Pero el que la mujer no compita contra charros, no es reciente, tiene su historia, su intimidad y algo más. Damas que montaba a pelo como Susana Antuñano o calaban caballos en jaripeos como Malena Lucio, son apenas algunos ejemplos de lo que aquí se plasma.
HOY LA HISTORIA ES DIFERENTE
Pero abriendo los 50´s, un par de cosas marcaron a las escaramuzas y es que por aquellos días vino a México un espectáculo en que varios animales realizaban algunos ejercicios (cruces). Aquellas niñas y niños de La Nacional no se quedaron atrás y el maestro Luis Ortega Ramos fue al extranjero y pudo apreciar a la policía montada de algunos países, sacando nuevos movimientos.

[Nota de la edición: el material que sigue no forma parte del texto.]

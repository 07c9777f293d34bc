//! Credential login and session lifecycle (refresh rotation, logout).
//!
//! All lookups here run in short dedicated transactions under the
//! superadmin session bindings: the actor's home tenant is not known
//! until the row is found, so tenant-scoped bindings cannot apply yet.

use bcrypt::verify;
use chrono::{DateTime, Utc};
use serde::Serialize;
use sqlx::{PgConnection, PgPool};
use uuid::Uuid;

use crate::auth::{generate_jwt, normalize_authorizations, ActorType, Claims, RoleClaim};
use crate::config;
use crate::constants;
use crate::database::models::{mobile_user::MobileUser, role::Role, web_user::WebUser};
use crate::database::rls;
use crate::error::ApiError;
use crate::services::refresh_tokens::{self, RefreshTokenError, UserRef};

#[derive(Debug, Serialize)]
#[serde(rename_all = "camelCase")]
pub struct ActorSummary {
    pub id: Uuid,
    pub username: String,
    pub actor_type: ActorType,
    pub company_id: Option<Uuid>,
    pub branch_id: Option<Uuid>,
    pub is_super_admin: bool,
    pub role_name: Option<String>,
    pub permissions: Vec<String>,
}

#[derive(Debug)]
pub struct SessionTokens {
    pub access_token: String,
    pub refresh_token: String,
    pub access_expires_in_ms: i64,
    pub refresh_expires_at: DateTime<Utc>,
    pub actor: ActorSummary,
}

/// Authenticate a username+password pair and mint a fresh session.
/// `company_id` is only meaningful for mobile actors, whose usernames are
/// unique per company rather than globally.
pub async fn login(
    pool: &PgPool,
    username: &str,
    password: &str,
    actor_type: ActorType,
    company_id: Option<Uuid>,
) -> Result<SessionTokens, ApiError> {
    let username = constants::normalize_username(username);

    let mut conn = pool.acquire().await?;
    rls::begin(&mut conn).await?;

    let result = match actor_type {
        ActorType::Web => login_web(&mut conn, &username, password).await,
        ActorType::Mobile => login_mobile(&mut conn, &username, password, company_id).await,
    };

    match result {
        Ok(tokens) => {
            rls::commit(&mut conn).await?;
            Ok(tokens)
        }
        Err(err) => {
            if let Err(rb) = rls::rollback(&mut conn).await {
                tracing::error!("rollback after failed login: {}", rb);
            }
            Err(err)
        }
    }
}

async fn login_web(
    conn: &mut PgConnection,
    username: &str,
    password: &str,
) -> Result<SessionTokens, ApiError> {
    rls::bind_superadmin(conn).await?;

    let user: Option<WebUser> =
        sqlx::query_as("SELECT * FROM web_users WHERE username = $1 AND deleted_at IS NULL")
            .bind(username)
            .fetch_optional(&mut *conn)
            .await?;
    let user = user.ok_or_else(|| ApiError::unauthenticated("Invalid credentials"))?;

    if !verify(password, &user.password_hash).unwrap_or(false) {
        return Err(ApiError::unauthenticated("Invalid credentials"));
    }

    let role = load_role(conn, user.role_id).await?;
    let claims = build_web_claims(&user, role.as_ref());
    mint_session(conn, claims, UserRef::Web(user.id)).await
}

async fn login_mobile(
    conn: &mut PgConnection,
    username: &str,
    password: &str,
    company_id: Option<Uuid>,
) -> Result<SessionTokens, ApiError> {
    rls::bind_superadmin(conn).await?;

    let mut users: Vec<MobileUser> = match company_id {
        Some(company_id) => {
            sqlx::query_as(
                "SELECT * FROM mobile_users
                 WHERE username = $1 AND company_id = $2 AND deleted_at IS NULL",
            )
            .bind(username)
            .bind(company_id)
            .fetch_all(&mut *conn)
            .await?
        }
        None => {
            sqlx::query_as("SELECT * FROM mobile_users WHERE username = $1 AND deleted_at IS NULL")
                .bind(username)
                .fetch_all(&mut *conn)
                .await?
        }
    };

    if users.len() > 1 {
        return Err(ApiError::bad_request(
            "Username exists in multiple companies; companyId is required",
        ));
    }
    let user = users
        .pop()
        .ok_or_else(|| ApiError::unauthenticated("Invalid credentials"))?;

    if !verify(password, &user.password_hash).unwrap_or(false) {
        return Err(ApiError::unauthenticated("Invalid credentials"));
    }
    if user.is_blocked {
        return Err(ApiError::unauthenticated("Account is blocked"));
    }

    let role = load_role(conn, user.role_id).await?;
    let claims = build_mobile_claims(&user, role.as_ref());
    mint_session(conn, claims, UserRef::Mobile(user.id)).await
}

/// Rotate a refresh token and mint a new access token for its owner.
///
/// A replayed token revokes its family; that revocation must survive the
/// failed request, so this is the one error path that COMMITs.
pub async fn refresh_session(pool: &PgPool, raw_token: &str) -> Result<SessionTokens, ApiError> {
    let mut conn = pool.acquire().await?;
    rls::begin(&mut conn).await?;
    if let Err(err) = rls::bind_superadmin(&mut conn).await {
        let _ = rls::rollback(&mut conn).await;
        return Err(err.into());
    }

    match refresh_tokens::rotate(&mut conn, raw_token).await {
        Err(RefreshTokenError::ReuseDetected) => {
            rls::commit(&mut conn).await?;
            Err(ApiError::unauthenticated(
                "Refresh token replayed; session family revoked",
            ))
        }
        Err(err) => {
            let _ = rls::rollback(&mut conn).await;
            Err(map_refresh_error(err))
        }
        Ok(rotated) => {
            let minted = async {
                let claims = claims_for_user(&mut conn, rotated.user).await?;
                let access_token =
                    generate_jwt(&claims).map_err(|e| ApiError::internal(e.to_string()))?;
                Ok::<_, ApiError>(SessionTokens {
                    access_token,
                    refresh_token: rotated.token,
                    access_expires_in_ms: config::config().security.jwt_expiration_ms,
                    refresh_expires_at: rotated.expires_at,
                    actor: summary_from_claims(&claims),
                })
            }
            .await;

            match minted {
                Ok(tokens) => {
                    rls::commit(&mut conn).await?;
                    Ok(tokens)
                }
                Err(err) => {
                    let _ = rls::rollback(&mut conn).await;
                    Err(err)
                }
            }
        }
    }
}

/// Best-effort logout: revoke the presented refresh token if it parses.
pub async fn logout(pool: &PgPool, raw_token: &str) -> Result<(), ApiError> {
    let mut conn = pool.acquire().await?;
    rls::begin(&mut conn).await?;
    match refresh_tokens::revoke(&mut conn, raw_token).await {
        Ok(()) => {
            rls::commit(&mut conn).await?;
            Ok(())
        }
        Err(err) => {
            let _ = rls::rollback(&mut conn).await;
            Err(map_refresh_error(err))
        }
    }
}

/// Reload the authoritative user row after a rotation and rebuild claims.
async fn claims_for_user(conn: &mut PgConnection, user: UserRef) -> Result<Claims, ApiError> {
    match user {
        UserRef::Web(id) => {
            let user: Option<WebUser> =
                sqlx::query_as("SELECT * FROM web_users WHERE id = $1 AND deleted_at IS NULL")
                    .bind(id)
                    .fetch_optional(&mut *conn)
                    .await?;
            let user =
                user.ok_or_else(|| ApiError::unauthenticated("Account no longer exists"))?;
            let role = load_role(conn, user.role_id).await?;
            Ok(build_web_claims(&user, role.as_ref()))
        }
        UserRef::Mobile(id) => {
            let user: Option<MobileUser> =
                sqlx::query_as("SELECT * FROM mobile_users WHERE id = $1 AND deleted_at IS NULL")
                    .bind(id)
                    .fetch_optional(&mut *conn)
                    .await?;
            let user =
                user.ok_or_else(|| ApiError::unauthenticated("Account no longer exists"))?;
            if user.is_blocked {
                return Err(ApiError::unauthenticated("Account is blocked"));
            }
            let role = load_role(conn, user.role_id).await?;
            Ok(build_mobile_claims(&user, role.as_ref()))
        }
    }
}

async fn load_role(
    conn: &mut PgConnection,
    role_id: Option<Uuid>,
) -> Result<Option<Role>, ApiError> {
    let Some(role_id) = role_id else {
        return Ok(None);
    };
    let role: Option<Role> =
        sqlx::query_as("SELECT * FROM roles WHERE id = $1 AND deleted_at IS NULL")
            .bind(role_id)
            .fetch_optional(&mut *conn)
            .await?;
    Ok(role)
}

fn build_web_claims(user: &WebUser, role: Option<&Role>) -> Claims {
    let role_claim = role.map(|r| RoleClaim {
        name: r.name.clone(),
        authorizations: normalize_authorizations(r.authorizations.clone()),
    });
    Claims::new(
        user.id,
        user.username.clone(),
        ActorType::Web,
        user.company_id,
        user.branch_id,
        None,
        role_claim,
        user.is_super_admin,
    )
}

/// Mobile claims carry the user's own permission list; the role, when
/// present, only contributes its name.
fn build_mobile_claims(user: &MobileUser, role: Option<&Role>) -> Claims {
    let role_claim = Some(RoleClaim {
        name: role
            .map(|r| r.name.clone())
            .unwrap_or_else(|| "mobile".to_string()),
        authorizations: normalize_authorizations(user.permissions.clone()),
    });
    Claims::new(
        user.id,
        user.username.clone(),
        ActorType::Mobile,
        Some(user.company_id),
        user.branch_id,
        user.driver_id,
        role_claim,
        user.is_super_admin,
    )
}

async fn mint_session(
    conn: &mut PgConnection,
    claims: Claims,
    user: UserRef,
) -> Result<SessionTokens, ApiError> {
    let access_token = generate_jwt(&claims).map_err(|e| ApiError::internal(e.to_string()))?;
    let issued = refresh_tokens::issue(conn, user, None)
        .await
        .map_err(map_refresh_error)?;

    Ok(SessionTokens {
        access_token,
        refresh_token: issued.token,
        access_expires_in_ms: config::config().security.jwt_expiration_ms,
        refresh_expires_at: issued.expires_at,
        actor: summary_from_claims(&claims),
    })
}

fn summary_from_claims(claims: &Claims) -> ActorSummary {
    ActorSummary {
        id: claims.sub,
        username: claims.username.clone(),
        actor_type: claims.actor_type,
        company_id: claims.company_id,
        branch_id: claims.branch_id,
        is_super_admin: claims.is_super_admin,
        role_name: claims.role_name().map(str::to_string),
        permissions: claims.permissions(),
    }
}

fn map_refresh_error(err: RefreshTokenError) -> ApiError {
    match err {
        RefreshTokenError::ReuseDetected | RefreshTokenError::Invalid => {
            ApiError::unauthenticated("Invalid refresh token")
        }
        RefreshTokenError::Db(e) => e.into(),
        RefreshTokenError::Hash(e) => {
            tracing::error!("bcrypt failure: {}", e);
            ApiError::internal("An error occurred while processing your request")
        }
    }
}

Don Everardo Camacho Mora promovió con ahínco al maestro Ortega y su grupo de entusiastas pequeñines bien montados a caballo, para que al ritmo de “Las Coronelas” hicieran su primera presentación oficial.
Ya con el panorama más abierto se integró un grupo de seis damitas y desde entonces la monta a mujeriegas sigue más vigente que nunca.
El honor correspondió a: Susana Mondragón, Julieta Ramos, Lilia López Becerril, “Coco” Camacho y las hermanas Ruiz Loredo, Graciela y María Eugenia.
Después de La Nacional siguió la inquietud en Celaya con el instructor Humberto Balleza y el benefactor don Rafael Molina, mientras que en Jalisco don Victoriano Maldonado hacía lo propio.
Pero las escaramuzas actuales, no sólo son colorido y belleza, sino que su presencia también trasciende fronteras y varios elencos han sido invitadas a diversos países del orbe.
PRIMER NACIONAL DE ESCARAMUZAS
Es a partir de 1989, en el Congreso y Campeonato Nacional Charro que se jugó en el Lienzo de la Unión Ganadera Regional de Jalisco, donde se presentan por primera vez a disputar una corona.
Aunque el halago en boca propia es vituperio, pero aquel año me tocó cubrir como reportero de El Informador mi primer Nacional Charro y desde entonces estoy metidazo en el Más Mexicano de los Deportes, pero con pura charrería en los últimos tres (Lagos, Aguascalientes y con “Chente” Fernández).
Luego en Zacatecas 90 y 95, Guadalajara 93 y 98, también me tocó andar en la “talacha periodística”, la que parece no tiene fin.
Y como siempre termino a mi manera, recordando que “La lucha se hace, la suerte es la mala”.